Por outro lado, um requisito, fundamento ou elemento indispensável para a validade e legitimidade do “acordo delatório”, qual seja, a liberdade e voluntariedade de celebrar “delação premiada” não está presente em todas as delações feitas por “delatores” presos, encarcerados, amedrontados, e psicológica e fisicamente fragilizados. Trata-se, a rigor, de uma refinada tortura psicológica, pois os investigados, presos preventivamente na carceragem da Polícia Federal, já sem forças e sem esperanças, e vendo resultados favoráveis de outros delatores, acabam “decidindo” também delatar alguém para minimizar sua condenação certa. Não se sabe, até agora, se sobrará alguém sem a pecha de delator na referida operação.

Em outros termos, para a validade de qualquer delação ou colaboração premiada, é absolutamente imprescindível que decorra da manifestação de vontade livre e consciente do acusado. Com efeito, a liberdade e voluntariedade fundantes da manifestação de vontade do investigado/acusado são mais que requisitos, são verdadeiros pressupostos de validade da “transação penal” (delação). Nesse sentido, destaca Marcos Paulo Dutra Santos , referindo-se ao sistema norte americano, em seu belíssimo livro sobre “Delação (colaboração) premiada”, verbis: “A Regra Federal nº 11, (b), (2) preconiza que o Juízo apenas aceita a declaração de culpa ou de não contestação após certificar a voluntariedade, isto é, deve resultar da manifestação livre de vontade do acusado, e não de eventuais ameaças, violências ou promessas falsas, absolutamente estranhas à proposta de acordo. Para tanto, é indispensável que o juiz indague pessoalmente o imputado em audiência – open court” (no prelo, item nº 2.1.3.1)”.
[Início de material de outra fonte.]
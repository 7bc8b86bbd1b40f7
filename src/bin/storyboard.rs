// Generate a storyboard for a local script file and print it as JSON.
//
// Usage: storyboard <script-file> [--out <dir>]
use base64::prelude::*;
use std::path::{Path, PathBuf};
use std::sync::Arc;
use storyboard_studio::config::AppConfig;
use storyboard_studio::gemini_client::GeminiClient;
use storyboard_studio::script::read_script_file;
use storyboard_studio::storyboard::{StoryboardOrchestrator, StoryboardState};

struct Args {
    script: PathBuf,
    out_dir: Option<PathBuf>,
}

fn parse_args() -> Result<Args, String> {
    let mut script = None;
    let mut out_dir = None;
    let mut args = std::env::args().skip(1);
    while let Some(arg) = args.next() {
        match arg.as_str() {
            "--out" => {
                out_dir = Some(PathBuf::from(args.next().ok_or("--out requires a directory")?));
            }
            _ if script.is_none() => script = Some(PathBuf::from(arg)),
            _ => return Err(format!("Unexpected argument: {}", arg)),
        }
    }
    Ok(Args {
        script: script.ok_or("Usage: storyboard <script-file> [--out <dir>]")?,
        out_dir,
    })
}

async fn write_images(state: &StoryboardState, dir: &Path) -> Result<usize, Box<dyn std::error::Error>> {
    tokio::fs::create_dir_all(dir).await?;
    let mut written = 0;
    for item in &state.storyboard {
        let Some(uri) = item.image_url.as_data_uri() else {
            continue;
        };
        let encoded = uri.split_once(',').map(|(_, data)| data).unwrap_or_default();
        let bytes = BASE64_STANDARD.decode(encoded)?;
        let path = dir.join(format!("scene_{}.jpg", item.scene.scene_number));
        tokio::fs::write(&path, bytes).await?;
        written += 1;
    }
    Ok(written)
}

#[tokio::main]
async fn main() -> Result<(), Box<dyn std::error::Error>> {
    dotenvy::dotenv().ok();
    tracing_subscriber::fmt()
        .with_env_filter(
            tracing_subscriber::EnvFilter::try_from_default_env()
                .unwrap_or_else(|_| tracing_subscriber::EnvFilter::new("info")),
        )
        .with_writer(std::io::stderr)
        .init();

    let args = parse_args()?;
    let config = AppConfig::from_env()?;
    let client = GeminiClient::new(&config)?;
    let orchestrator = StoryboardOrchestrator::new(Arc::new(client));

    let script = read_script_file(&args.script).await?;
    orchestrator.load_script(script).await?;

    let state = orchestrator.generate().await?;
    println!("{}", serde_json::to_string_pretty(&state.storyboard)?);

    if let Some(dir) = args.out_dir {
        let written = write_images(&state, &dir).await?;
        eprintln!("✅ Wrote {} image(s) to {}", written, dir.display());
    }

    let failed = state.storyboard.iter().filter(|i| i.image_url.as_data_uri().is_none()).count();
    if failed > 0 {
        eprintln!("⚠️ {} scene(s) failed to render", failed);
    }
    Ok(())
}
Poder-se-á chamar de “justiça negocial” ou acordo espontâneo, como exige nosso texto legal, a “opção pela colaboração premiada, após o cidadão estar encarcerado por longo período – quando já exaurido, deprimido, esgotado e desprotegido, pressionado pelas “misérias do cárcere” (Carnelutti) “aceita” dedurar seus comparsas, aliás, como acontece na cognominada “Operação Lava Jato”? Pode-se sustentar a legitimidade da deslealdade legal, como “favor legal” ao delator, nessas circunstâncias? Mesmo naquelas que “os negociadores do estado”, ao contrário do que ocorre com a Lava Jato, não impõem renúncia a direitos e garantias asseguradas na Constituição Federal como cláusulas pétreas?

Questões como essas exigem séria e profunda reflexão, desapaixonada, para sabermos quais os limites éticos, morais, religiosos e até legais que nossas autoridades podem lançar mão para exercerem licitamente suas funções.

Cezar Roberto Bitencourt, advogado criminalista radicado em Brasília, doutor em direito penal.